From the entries below, please gather each line containing the string "text".

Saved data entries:
--------------------------------------------------

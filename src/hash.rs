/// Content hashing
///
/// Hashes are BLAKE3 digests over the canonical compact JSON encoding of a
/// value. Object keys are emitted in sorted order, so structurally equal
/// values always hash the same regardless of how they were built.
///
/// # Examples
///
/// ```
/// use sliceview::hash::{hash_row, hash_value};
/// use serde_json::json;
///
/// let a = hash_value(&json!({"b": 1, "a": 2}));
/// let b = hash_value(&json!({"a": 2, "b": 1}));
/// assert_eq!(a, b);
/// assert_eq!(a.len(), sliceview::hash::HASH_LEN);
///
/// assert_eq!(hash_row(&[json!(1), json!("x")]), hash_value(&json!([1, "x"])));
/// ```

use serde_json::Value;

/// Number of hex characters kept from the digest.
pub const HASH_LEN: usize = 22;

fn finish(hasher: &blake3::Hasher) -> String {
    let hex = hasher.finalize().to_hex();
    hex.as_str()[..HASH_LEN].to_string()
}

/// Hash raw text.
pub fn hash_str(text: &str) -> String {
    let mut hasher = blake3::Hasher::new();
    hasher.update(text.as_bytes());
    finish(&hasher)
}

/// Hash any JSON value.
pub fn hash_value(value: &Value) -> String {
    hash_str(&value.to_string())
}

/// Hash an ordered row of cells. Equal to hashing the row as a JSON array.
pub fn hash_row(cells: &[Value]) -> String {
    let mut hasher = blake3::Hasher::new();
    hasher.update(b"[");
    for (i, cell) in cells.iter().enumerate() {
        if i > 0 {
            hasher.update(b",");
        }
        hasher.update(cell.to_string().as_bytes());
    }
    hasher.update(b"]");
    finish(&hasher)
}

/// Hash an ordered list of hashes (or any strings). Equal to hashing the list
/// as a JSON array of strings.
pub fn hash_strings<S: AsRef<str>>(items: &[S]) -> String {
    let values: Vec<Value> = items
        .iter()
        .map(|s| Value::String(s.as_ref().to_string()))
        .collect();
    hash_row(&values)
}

--------------------------------------------------

ANSWER TO THIS TASK:
/// Hash raw text.
pub fn hash_str(text: &str) -> String {
    hasher.update(text.as_bytes());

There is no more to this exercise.